About push protection alerts
Push protection alerts are user alerts that reported by push protection. Secret scanning as a push protection currently scans repositories for secrets issued by some service providers.
If access to a resource requires paired credentials, then secret scanning might create an alert only when both parts of the pair are detected in the same file. The pairing ensures that the most critical leaks aren't hidden behind information about partial leaks. Pair matching also helps reduce false positives since both elements of a pair must be used together to access the provider's resource.
Push protection might not block older versions of certain tokens as these tokens might generate a higher number of false positives than their most recent version. Push protection might also not block legacy tokens. For tokens such as Azure Storage Keys, Advanced Security only supports recently created tokens, not tokens that match the legacy patterns.
Push protection from the command line
Push protection is built natively into Azure DevOps Git. If your commits contain an identified secret, the following error displays that your push was rejected.

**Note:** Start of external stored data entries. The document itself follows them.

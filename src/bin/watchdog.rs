//! Keeps the programs listed in the `[watchdog]` config running.

use std::path::PathBuf;

use clap::Parser;
use tracing::{error, info};

use updater::config::UpdaterConfig;
use updater::watchdog::{WatchExit, Watchdog};
use updater::logging;

/// Supervise a set of programs, restarting them when they exit.
#[derive(Parser)]
#[command(name = "saorsa-watchdog", version, about)]
struct Cli {
    /// Path to TOML configuration file.
    #[arg(short, long)]
    config: Option<PathBuf>,

    /// App name; locates the default config file when --config is absent.
    #[arg(long)]
    app_name: Option<String>,

    /// Log to daily files in this directory instead of stderr.
    #[arg(long)]
    log_dir: Option<PathBuf>,
}

#[tokio::main]
async fn main() -> anyhow::Result<()> {
    let cli = Cli::parse();

    let path = match (&cli.config, &cli.app_name) {
        (Some(path), _) => path.clone(),
        (None, Some(app_name)) => UpdaterConfig::default_config_path(app_name)
            .ok_or_else(|| anyhow::anyhow!("cannot determine config path for {app_name}"))?,
        (None, None) => anyhow::bail!("No config specified (--config or --app-name)"),
    };
    let mut config = UpdaterConfig::from_file(&path)?;
    if cli.log_dir.is_some() {
        config.log.dir = cli.log_dir;
    }
    let log_guard = logging::init(&config.log, "watchdog")?;

    let watchdog = Watchdog::new(config.watchdog.programs(), config.watchdog.restart_delay());
    let cancel = watchdog.cancel_token();
    tokio::spawn(async move {
        if tokio::signal::ctrl_c().await.is_ok() {
            info!("interrupted, stopping programs");
            cancel.cancel();
        }
    });

    match watchdog.run().await {
        Ok(WatchExit::ExitAll { program }) => {
            info!(program = %program.display(), "exiting");
            drop(log_guard);
            std::process::exit(0);
        }
        Ok(WatchExit::AllStopped) => {
            info!("all programs stopped");
            Ok(())
        }
        Err(e) => {
            error!(error = %e, "watchdog failed");
            Err(e.into())
        }
    }
}
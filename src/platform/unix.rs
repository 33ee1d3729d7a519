//! `SIGTERM` / `SIGKILL` signalling for Unix platforms.

use std::io;

use super::ProcessSignals;

/// Signals processes with `kill(2)`.
pub struct UnixSignals;

impl ProcessSignals for UnixSignals {
    fn request_stop(&self, pid: u32) -> io::Result<()> {
        send(pid, libc::SIGTERM)
    }

    fn force_stop(&self, pid: u32) -> io::Result<()> {
        send(pid, libc::SIGKILL)
    }

    fn is_running(&self, pid: u32) -> bool {
        super::is_listed(pid)
    }
}

fn send(pid: u32, signal: libc::c_int) -> io::Result<()> {
    // Zero and values that wrap negative would address process groups.
    let target = libc::pid_t::try_from(pid)
        .ok()
        .filter(|p| *p > 0)
        .ok_or_else(|| {
            io::Error::new(io::ErrorKind::InvalidInput, format!("invalid pid {pid}"))
        })?;

    // SAFETY: kill(2) has no memory-safety preconditions; a positive pid
    // addresses exactly one process.
    let rc = unsafe { libc::kill(target, signal) };
    if rc == 0 {
        Ok(())
    } else {
        Err(io::Error::last_os_error())
    }
}
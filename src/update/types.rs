//! Value types exchanged between update sources, the orchestrator, and the host.

use std::path::PathBuf;

use serde::{Deserialize, Serialize};

use crate::digest::{DigestError, DigestType};

/// A downloadable update artifact and its integrity metadata.
#[derive(Debug, Clone, Default, PartialEq, Eq, Serialize, Deserialize)]
#[serde(rename_all = "camelCase", default)]
pub struct Asset {
    /// File name the asset is saved under.
    pub name: String,
    /// Where to fetch it from (`https://` or `file://`).
    pub url: String,
    /// Expected hex digest of the file.
    pub digest: String,
    /// Algorithm of `digest` as the source named it (`""`, `sha256`, `sha512`).
    /// Checked when the asset is downloaded.
    pub digest_type: String,
    /// Location of the verified download, once there is one. Written as
    /// `""` when unset.
    #[serde(with = "empty_path")]
    pub local_path: Option<PathBuf>,
}

impl Asset {
    /// The parsed digest algorithm.
    ///
    /// # Errors
    ///
    /// Returns [`DigestError::UnsupportedType`] for an unknown type.
    pub fn digest_kind(&self) -> Result<DigestType, DigestError> {
        self.digest_type.parse()
    }
}

/// A free-form name/value pair attached to an update.
#[derive(Debug, Clone, Default, PartialEq, Eq, Serialize, Deserialize)]
pub struct Property {
    /// Property name.
    pub name: String,
    /// Property value.
    pub value: String,
}

/// An available release.
#[derive(Debug, Clone, Default, PartialEq, Eq, Serialize, Deserialize)]
#[serde(rename_all = "camelCase", default)]
pub struct Update {
    /// Version of the release.
    pub version: String,
    /// Publication time, milliseconds since the Unix epoch.
    pub published_at: i64,
    /// Extra properties, in source order.
    #[serde(skip_serializing_if = "Vec::is_empty")]
    pub props: Vec<Property>,
    /// The artifact to install. Absent on platforms without a binary.
    #[serde(skip_serializing_if = "Option::is_none")]
    pub asset: Option<Asset>,
    /// `true` when the current version is strictly older than `version`.
    pub need_update: bool,
    /// Where the update was applied, set by the caller after applying.
    #[serde(with = "empty_path")]
    pub applied: Option<PathBuf>,
    /// Install identifier issued by the update server.
    #[serde(skip_serializing_if = "Option::is_none")]
    pub install_id: Option<String>,
}

impl Update {
    /// The asset, if it has a URL to download from.
    pub fn downloadable_asset(&self) -> Option<&Asset> {
        self.asset.as_ref().filter(|a| !a.url.is_empty())
    }

    /// Local path of the downloaded asset.
    pub fn local_path(&self) -> Option<&std::path::Path> {
        self.asset.as_ref()?.local_path.as_deref()
    }
}

/// Optional paths as plain strings, with `""` standing for "none".
mod empty_path {
    use std::path::{Path, PathBuf};

    use serde::{Deserialize, Deserializer, Serializer};

    pub fn serialize<S: Serializer>(path: &Option<PathBuf>, s: S) -> Result<S::Ok, S::Error> {
        s.serialize_str(&path.as_deref().map(Path::to_string_lossy).unwrap_or_default())
    }

    pub fn deserialize<'de, D: Deserializer<'de>>(d: D) -> Result<Option<PathBuf>, D::Error> {
        let path = Option::<String>::deserialize(d)?;
        Ok(path.filter(|p| !p.is_empty()).map(PathBuf::from))
    }
}

/// Input to every update check.
#[derive(Debug, Clone, Default, PartialEq, Eq, Serialize, Deserialize)]
#[serde(rename_all = "camelCase", default)]
pub struct UpdateOptions {
    /// Currently installed version.
    pub version: String,
    /// Application name; also names the download directory.
    pub app_name: String,
    /// Consider prerelease builds.
    pub prerelease: bool,
}

/// What the user (or the auto-update policy) chose at the prompt.
#[derive(Debug, Clone, Copy, Default, PartialEq, Eq, Serialize, Deserialize)]
#[serde(rename_all = "lowercase")]
pub enum UpdateAction {
    /// Go ahead with this update.
    Continue,
    /// Download and apply now.
    Apply,
    /// Apply automatically; chosen by policy when auto-update is on.
    Auto,
    /// Not now; ask again later.
    Snooze,
    /// Decline this update.
    Cancel,
    /// The prompt failed, or answered with something unrecognized.
    #[default]
    #[serde(other)]
    Error,
}

impl UpdateAction {
    /// Returns `true` for the actions that lead to a download.
    pub fn proceeds(self) -> bool {
        matches!(self, Self::Continue | Self::Apply | Self::Auto)
    }
}

impl std::fmt::Display for UpdateAction {
    fn fmt(&self, f: &mut std::fmt::Formatter<'_>) -> std::fmt::Result {
        let s = match self {
            Self::Continue => "continue",
            Self::Apply => "apply",
            Self::Auto => "auto",
            Self::Snooze => "snooze",
            Self::Cancel => "cancel",
            Self::Error => "error",
        };
        f.write_str(s)
    }
}

/// The prompt's answer.
#[derive(Debug, Clone, Default, PartialEq, Eq, Serialize, Deserialize)]
#[serde(rename_all = "camelCase", default)]
pub struct UpdatePromptResponse {
    /// Chosen action.
    pub action: UpdateAction,
    /// State of the "update automatically" checkbox.
    pub auto_update: bool,
    /// How long to snooze, in milliseconds.
    pub snooze_duration: u64,
}

impl UpdatePromptResponse {
    /// The response synthesized when auto-update skips the prompt.
    pub fn auto() -> Self {
        Self {
            action: UpdateAction::Auto,
            auto_update: true,
            snooze_duration: 0,
        }
    }
}

/// What the prompt is told about current preferences.
#[derive(Debug, Clone, Copy, Default, PartialEq, Eq, Serialize, Deserialize)]
#[serde(rename_all = "camelCase", default)]
pub struct UpdatePromptOptions {
    /// Initial state of the "update automatically" checkbox.
    pub auto_update: bool,
}
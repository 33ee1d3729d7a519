//! Platform-specific process signalling.
//!
//! Provides a cross-platform [`ProcessSignals`] trait with a "request graceful
//! stop" / "force stop" pair. On Unix this maps to `SIGTERM` / `SIGKILL`. On
//! other platforms there is no graceful signal, so both operations terminate
//! the process outright.
//!
//! The escalation itself (ask, wait, then force) lives here once and is shared
//! by the command executor and the process terminator.

use std::future::Future;
use std::io;
use std::sync::Arc;
use std::time::Duration;

use sysinfo::{Pid, ProcessRefreshKind, ProcessStatus, ProcessesToUpdate, System};
use tracing::{info, warn};

#[cfg(not(unix))]
mod stub;
#[cfg(unix)]
mod unix;

/// Upper bound on how long a process gets to exit after a graceful stop
/// request before it is force-stopped.
pub const MAX_TERMINATE_WAIT: Duration = Duration::from_secs(1);

/// Sends stop requests to OS processes.
pub trait ProcessSignals: Send + Sync {
    /// Ask the process to exit (`SIGTERM` on Unix).
    fn request_stop(&self, pid: u32) -> io::Result<()>;

    /// Stop the process without its cooperation (`SIGKILL` on Unix).
    fn force_stop(&self, pid: u32) -> io::Result<()>;

    /// Returns `true` while the process exists and has not exited.
    ///
    /// Zombies (exited but not yet reaped) count as exited.
    fn is_running(&self, pid: u32) -> bool;
}

/// Create the platform-appropriate signaller.
pub fn os_signals() -> Arc<dyn ProcessSignals> {
    #[cfg(unix)]
    {
        Arc::new(unix::UnixSignals)
    }
    #[cfg(not(unix))]
    {
        Arc::new(stub::KillOnlySignals)
    }
}

/// How long to wait for a graceful exit: `min(1s, timeout)`.
pub fn terminate_wait(timeout: Duration) -> Duration {
    timeout.min(MAX_TERMINATE_WAIT)
}

/// Outcome of a stop escalation.
#[derive(Debug, Clone, Copy, PartialEq, Eq)]
pub enum Escalation {
    /// The process exited after the graceful request.
    Terminated,
    /// The process ignored the request and was force-stopped.
    Killed,
    /// The process ignored the request and the force-stop failed.
    KillFailed,
}

/// Request a graceful stop, then wait for `exited` up to `wait`, then
/// force-stop.
///
/// A failed graceful request is logged and escalation continues.
pub async fn escalate<F>(signals: &dyn ProcessSignals, pid: u32, wait: Duration, exited: F) -> Escalation
where
    F: Future<Output = ()>,
{
    if let Err(e) = signals.request_stop(pid) {
        warn!(pid, error = %e, "error sending terminate");
    }
    wait_or_kill(signals, pid, wait, exited).await
}

/// Wait for `exited` up to `wait`; force-stop the process if it is still
/// around afterwards.
pub async fn wait_or_kill<F>(
    signals: &dyn ProcessSignals,
    pid: u32,
    wait: Duration,
    exited: F,
) -> Escalation
where
    F: Future<Output = ()>,
{
    if tokio::time::timeout(wait, exited).await.is_ok() {
        info!(pid, "process terminated");
        return Escalation::Terminated;
    }

    warn!(pid, ?wait, "process failed to terminate, killing");
    match signals.force_stop(pid) {
        Ok(()) => {
            warn!(pid, "killed process");
            Escalation::Killed
        }
        Err(e) => {
            warn!(pid, error = %e, "error trying to kill process");
            Escalation::KillFailed
        }
    }
}

/// Resolves once `signals` reports the process gone, polling every `interval`.
pub async fn until_exited(signals: &dyn ProcessSignals, pid: u32, interval: Duration) {
    while signals.is_running(pid) {
        tokio::time::sleep(interval).await;
    }
}

/// Look `pid` up in the OS process table.
fn is_listed(pid: u32) -> bool {
    let pid = Pid::from_u32(pid);
    let mut system = System::new();
    system.refresh_processes_specifics(
        ProcessesToUpdate::Some(&[pid]),
        true,
        ProcessRefreshKind::nothing(),
    );
    system
        .process(pid)
        .is_some_and(|p| p.status() != ProcessStatus::Zombie)
}
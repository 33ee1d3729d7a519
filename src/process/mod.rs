//! Finding and terminating OS processes by executable path.
//!
//! Listing goes through a [`ProcessTable`] and signalling through
//! [`ProcessSignals`], so both can be swapped out in tests. A failed listing
//! is treated as "no processes" rather than an error: the watchdog depends on
//! these calls and must keep running when the process table is unavailable.

pub mod matcher;

pub use matcher::{MatchStrategy, Matcher};

use std::io;
use std::path::PathBuf;
use std::sync::Arc;
use std::time::Duration;

use sysinfo::{ProcessRefreshKind, ProcessStatus, ProcessesToUpdate, System, UpdateKind};
use tokio::time::Instant;
use tracing::{debug, info, warn};

use crate::platform::{self, Escalation, ProcessSignals};

/// How often [`ProcessManager::terminate_pid`] re-checks whether a process is gone.
const EXIT_POLL_INTERVAL: Duration = Duration::from_millis(10);

/// A live OS process.
#[derive(Debug, Clone, PartialEq, Eq)]
pub struct ProcessInfo {
    /// OS process id.
    pub pid: u32,
    /// Full executable path, when the OS reports one.
    pub path: Option<PathBuf>,
    /// Process name as reported by the OS.
    pub name: String,
}

impl ProcessInfo {
    /// File name of the executable, falling back to the process name.
    pub fn executable(&self) -> String {
        self.path
            .as_deref()
            .and_then(|p| p.file_name())
            .map(|n| n.to_string_lossy().into_owned())
            .unwrap_or_else(|| self.name.clone())
    }
}

/// Termination failure for a single pid.
#[derive(Debug, thiserror::Error)]
pub enum ProcessError {
    /// The pid cannot name a single process.
    #[error("invalid pid {0}")]
    InvalidPid(u32),

    /// No live process has this pid.
    #[error("no process with pid {0}")]
    NotRunning(u32),

    /// The OS refused the terminate or kill request.
    #[error("failed to signal pid {pid}: {source}")]
    Signal {
        /// Target process.
        pid: u32,
        /// Underlying OS error.
        #[source]
        source: io::Error,
    },
}

/// Source of the live process list.
pub trait ProcessTable: Send + Sync {
    /// Every live process.
    ///
    /// # Errors
    ///
    /// Returns an error when the process table cannot be read.
    fn list(&self) -> io::Result<Vec<ProcessInfo>>;
}

/// [`ProcessTable`] backed by the OS through `sysinfo`.
#[derive(Debug, Default, Clone, Copy)]
pub struct SystemProcessTable;

impl ProcessTable for SystemProcessTable {
    fn list(&self) -> io::Result<Vec<ProcessInfo>> {
        let mut system = System::new();
        system.refresh_processes_specifics(
            ProcessesToUpdate::All,
            true,
            ProcessRefreshKind::nothing().with_exe(UpdateKind::OnlyIfNotSet),
        );
        Ok(system
            .processes()
            .iter()
            .filter(|(_, p)| p.status() != ProcessStatus::Zombie)
            .map(|(pid, p)| ProcessInfo {
                pid: pid.as_u32(),
                path: p.exe().map(PathBuf::from),
                name: p.name().to_string_lossy().into_owned(),
            })
            .collect())
    }
}

/// Finds processes with a [`ProcessTable`] and stops them with [`ProcessSignals`].
#[derive(Clone)]
pub struct ProcessManager {
    table: Arc<dyn ProcessTable>,
    signals: Arc<dyn ProcessSignals>,
}

impl ProcessManager {
    /// Create a manager over the given table and signaller.
    pub fn new(table: Arc<dyn ProcessTable>, signals: Arc<dyn ProcessSignals>) -> Self {
        Self { table, signals }
    }

    /// Manager over the real OS process table.
    pub fn system() -> Self {
        Self::new(Arc::new(SystemProcessTable), platform::os_signals())
    }

    /// The signaller used to stop processes.
    pub fn signals(&self) -> &dyn ProcessSignals {
        self.signals.as_ref()
    }

    fn matching(&self, matcher: &Matcher) -> Vec<ProcessInfo> {
        match self.table.list() {
            Ok(processes) => processes.into_iter().filter(|p| matcher.matches(p)).collect(),
            Err(e) => {
                warn!(error = %e, "error listing processes");
                Vec::new()
            }
        }
    }

    /// Pids of every process selected by `matcher`, right now.
    pub fn find_pids(&self, matcher: &Matcher) -> Vec<u32> {
        self.matching(matcher).into_iter().map(|p| p.pid).collect()
    }

    /// Poll the process table until `matcher` selects at least one process or
    /// `timeout` elapses. A zero `poll_interval` checks exactly once.
    pub async fn find_processes(
        &self,
        matcher: &Matcher,
        timeout: Duration,
        poll_interval: Duration,
    ) -> Vec<ProcessInfo> {
        let deadline = Instant::now() + timeout;
        loop {
            let found = self.matching(matcher);
            if !found.is_empty() || poll_interval.is_zero() {
                return found;
            }
            if Instant::now() + poll_interval > deadline {
                debug!(pattern = matcher.pattern(), "no matching process before timeout");
                return found;
            }
            tokio::time::sleep(poll_interval).await;
        }
    }

    /// Ask `pid` to exit, wait up to `min(1s, timeout)`, then kill it.
    ///
    /// # Errors
    ///
    /// Returns [`ProcessError::InvalidPid`] or [`ProcessError::NotRunning`]
    /// without signalling anything, and [`ProcessError::Signal`] when the OS
    /// refuses the terminate request or the follow-up kill.
    pub async fn terminate_pid(&self, pid: u32, timeout: Duration) -> Result<(), ProcessError> {
        if pid == 0 || i32::try_from(pid).is_err() {
            return Err(ProcessError::InvalidPid(pid));
        }
        if !self.signals.is_running(pid) {
            return Err(ProcessError::NotRunning(pid));
        }

        info!(pid, "terminating");
        self.signals
            .request_stop(pid)
            .map_err(|source| ProcessError::Signal { pid, source })?;

        let signals = self.signals.as_ref();
        let wait = platform::terminate_wait(timeout);
        let exited = platform::until_exited(signals, pid, EXIT_POLL_INTERVAL);
        match platform::wait_or_kill(signals, pid, wait, exited).await {
            Escalation::Terminated | Escalation::Killed => Ok(()),
            Escalation::KillFailed => Err(ProcessError::Signal {
                pid,
                source: io::Error::other("kill failed"),
            }),
        }
    }

    /// Terminate every process selected by `matcher` and return the pids
    /// that were targeted.
    ///
    /// Best effort: failures are logged and the pid is still returned. A
    /// returned pid is not a guarantee that the process has exited.
    pub async fn terminate_all(&self, matcher: &Matcher, timeout: Duration) -> Vec<u32> {
        let pids = self.find_pids(matcher);
        if pids.is_empty() {
            return pids;
        }
        info!(pattern = matcher.pattern(), ?pids, "terminating all");
        for &pid in &pids {
            if let Err(e) = self.terminate_pid(pid, timeout).await {
                warn!(pid, error = %e, "error terminating process");
            }
        }
        pids
    }
}

/// [`ProcessManager::find_processes`] over the OS process table.
pub async fn find_processes(
    matcher: &Matcher,
    timeout: Duration,
    poll_interval: Duration,
) -> Vec<ProcessInfo> {
    ProcessManager::system()
        .find_processes(matcher, timeout, poll_interval)
        .await
}

/// [`ProcessManager::terminate_pid`] for an OS process.
///
/// # Errors
///
/// See [`ProcessManager::terminate_pid`].
pub async fn terminate_pid(pid: u32, timeout: Duration) -> Result<(), ProcessError> {
    ProcessManager::system().terminate_pid(pid, timeout).await
}

/// [`ProcessManager::terminate_all`] over the OS process table.
pub async fn terminate_all(matcher: &Matcher, timeout: Duration) -> Vec<u32> {
    ProcessManager::system().terminate_all(matcher, timeout).await
}

#[cfg(test)]
mod tests {
    #![allow(clippy::unwrap_used, clippy::expect_used)]

    use super::*;
    use std::collections::HashSet;
    use std::sync::Mutex;
    use std::sync::atomic::{AtomicUsize, Ordering};

    /// Table whose contents are set by the test; `None` makes listing fail.
    #[derive(Default)]
    struct FakeTable {
        processes: Mutex<Option<Vec<ProcessInfo>>>,
        lists: AtomicUsize,
    }

    impl FakeTable {
        fn with(processes: Vec<ProcessInfo>) -> Self {
            Self {
                processes: Mutex::new(Some(processes)),
                lists: AtomicUsize::new(0),
            }
        }

        fn failing() -> Self {
            Self::default()
        }
    }

    impl ProcessTable for FakeTable {
        fn list(&self) -> io::Result<Vec<ProcessInfo>> {
            self.lists.fetch_add(1, Ordering::SeqCst);
            self.processes
                .lock()
                .unwrap()
                .clone()
                .ok_or_else(|| io::Error::other("ps failed"))
        }
    }

    /// Processes exit as soon as they are asked to, unless listed as stubborn.
    #[derive(Default)]
    struct FakeSignals {
        alive: Mutex<HashSet<u32>>,
        stubborn: HashSet<u32>,
        requested: Mutex<Vec<u32>>,
        forced: Mutex<Vec<u32>>,
    }

    impl FakeSignals {
        fn alive(pids: &[u32]) -> Self {
            Self {
                alive: Mutex::new(pids.iter().copied().collect()),
                ..Default::default()
            }
        }
    }

    impl ProcessSignals for FakeSignals {
        fn request_stop(&self, pid: u32) -> io::Result<()> {
            self.requested.lock().unwrap().push(pid);
            if !self.stubborn.contains(&pid) {
                self.alive.lock().unwrap().remove(&pid);
            }
            Ok(())
        }

        fn force_stop(&self, pid: u32) -> io::Result<()> {
            self.forced.lock().unwrap().push(pid);
            self.alive.lock().unwrap().remove(&pid);
            Ok(())
        }

        fn is_running(&self, pid: u32) -> bool {
            self.alive.lock().unwrap().contains(&pid)
        }
    }

    fn info(pid: u32, path: &str) -> ProcessInfo {
        ProcessInfo {
            pid,
            path: Some(PathBuf::from(path)),
            name: "svc".to_owned(),
        }
    }

    fn manager(table: FakeTable, signals: FakeSignals) -> (ProcessManager, Arc<FakeTable>, Arc<FakeSignals>) {
        let table = Arc::new(table);
        let signals = Arc::new(signals);
        (
            ProcessManager::new(table.clone(), signals.clone()),
            table,
            signals,
        )
    }

    #[test]
    fn executable_falls_back_to_name() {
        let p = ProcessInfo {
            pid: 1,
            path: None,
            name: "launchd".to_owned(),
        };
        assert_eq!(p.executable(), "launchd");
        assert_eq!(info(2, "/opt/app/svc-bin").executable(), "svc-bin");
    }

    #[test]
    fn listing_failure_finds_nothing() {
        let (mgr, _, _) = manager(FakeTable::failing(), FakeSignals::default());
        let matcher = Matcher::new("/opt/app/svc", MatchStrategy::PathEqual);
        assert!(mgr.find_pids(&matcher).is_empty());
    }

    #[tokio::test]
    async fn zero_poll_interval_checks_once() {
        let (mgr, table, _) = manager(FakeTable::with(Vec::new()), FakeSignals::default());
        let matcher = Matcher::new("/opt/app/svc", MatchStrategy::PathEqual);
        let found = mgr
            .find_processes(&matcher, Duration::from_secs(5), Duration::ZERO)
            .await;
        assert!(found.is_empty());
        assert_eq!(table.lists.load(Ordering::SeqCst), 1);
    }

    #[tokio::test]
    async fn find_processes_gives_up_at_timeout() {
        let (mgr, table, _) = manager(FakeTable::with(Vec::new()), FakeSignals::default());
        let matcher = Matcher::new("/opt/app/svc", MatchStrategy::PathEqual);
        let found = mgr
            .find_processes(&matcher, Duration::from_millis(50), Duration::from_millis(10))
            .await;
        assert!(found.is_empty());
        assert!(table.lists.load(Ordering::SeqCst) >= 2);
    }

    #[tokio::test]
    async fn invalid_pids_are_rejected_without_signalling() {
        let (mgr, _, signals) = manager(FakeTable::with(Vec::new()), FakeSignals::alive(&[0]));
        for pid in [0, u32::MAX, i32::MAX as u32 + 1] {
            let err = mgr.terminate_pid(pid, Duration::from_millis(10)).await.unwrap_err();
            assert!(matches!(err, ProcessError::InvalidPid(p) if p == pid));
        }
        assert!(signals.requested.lock().unwrap().is_empty());
    }

    #[tokio::test]
    async fn missing_pid_is_not_running() {
        let (mgr, _, signals) = manager(FakeTable::with(Vec::new()), FakeSignals::default());
        let err = mgr.terminate_pid(4242, Duration::from_millis(10)).await.unwrap_err();
        assert!(matches!(err, ProcessError::NotRunning(4242)));
        assert!(signals.requested.lock().unwrap().is_empty());
    }

    #[tokio::test]
    async fn stubborn_process_is_killed() {
        let signals = FakeSignals {
            stubborn: HashSet::from([7]),
            ..FakeSignals::alive(&[7])
        };
        let (mgr, _, signals) = manager(FakeTable::with(Vec::new()), signals);
        mgr.terminate_pid(7, Duration::from_millis(30)).await.unwrap();
        assert_eq!(*signals.requested.lock().unwrap(), vec![7]);
        assert_eq!(*signals.forced.lock().unwrap(), vec![7]);
    }

    #[tokio::test]
    async fn terminate_all_targets_only_matches() {
        let table = FakeTable::with(vec![
            info(10, "/opt/app/svc"),
            info(11, "/opt/app/svc"),
            info(12, "/opt/app/other"),
            info(13, "/opt/app/svc"),
        ]);
        let (mgr, _, signals) = manager(table, FakeSignals::alive(&[10, 11, 12, 13]));
        let matcher = Matcher::new("/opt/app/svc", MatchStrategy::PathEqual).except_pid(13);

        let mut pids = mgr.terminate_all(&matcher, Duration::from_secs(1)).await;
        pids.sort_unstable();
        assert_eq!(pids, vec![10, 11]);
        assert!(signals.is_running(12));
        assert!(signals.is_running(13));
        assert!(signals.forced.lock().unwrap().is_empty());
    }

    #[tokio::test]
    async fn terminate_all_with_failed_listing_is_empty() {
        let (mgr, _, _) = manager(FakeTable::failing(), FakeSignals::default());
        let matcher = Matcher::new("svc", MatchStrategy::ExecutableEqual);
        assert!(mgr.terminate_all(&matcher, Duration::from_millis(10)).await.is_empty());
    }

    #[test]
    fn system_table_lists_this_process() {
        let me = std::process::id();
        let processes = SystemProcessTable.list().unwrap();
        assert!(processes.iter().any(|p| p.pid == me));
    }
}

Push protection from the web interface
Push protection also works from the web interface. If a secret is identified in a commit, the following error block displays, which stops you from pushing your changes:
What to do if your push was blocked
Push protection blocks secrets found in plain text files that are usually (but not limited to) text files such as source code or JSON configuration files. These secrets are stored in plaintext. If a bad actor gains access to the files and they get published to a public repository, the secrets are usable by anyone.
Remove the secret from the flagged file, and then remove the secret from the commit history. If the flagged secret is a placeholder or example secret, update the fake secret to prepend the string Placeholder
in front of the fake secret.
If the secret was added in your immediate previous commit, amend the commit and create a new commit:
- Remove the secret from your code.
- Commit the changes by using
git commit --amend
- Push your changes again.
If the secret was added further back in history, edit your commits using an interactive rebase:
- Use
git log
to determine which commit you first committed the secret. - Perform an interactive rebase:
git rebase -i [commit ID before credential introduction]~1
- Identify your commit to edit by changing
pick
toedit
on the first line of the text that appears in the editor. - Remove the secret from your code.
- Commit the change with
git commit --amend
. - Finish the rebase by running
git rebase --continue
.
Push a blocked secret
Don't bypass flagged secrets because doing so can put your company’s security at risk. If you confirm that an identified secret isn't a false positive, remove the secret from your entire branch history before you attempt to push your changes again.
If you believe a blocked secret is a false positive or safe to push, you can bypass push protection. Include the string skip-secret-scanning:true
in your commit message. Even if you bypass push protection, a secret scanning alert is generated in the alert UX once the secret gets pushed.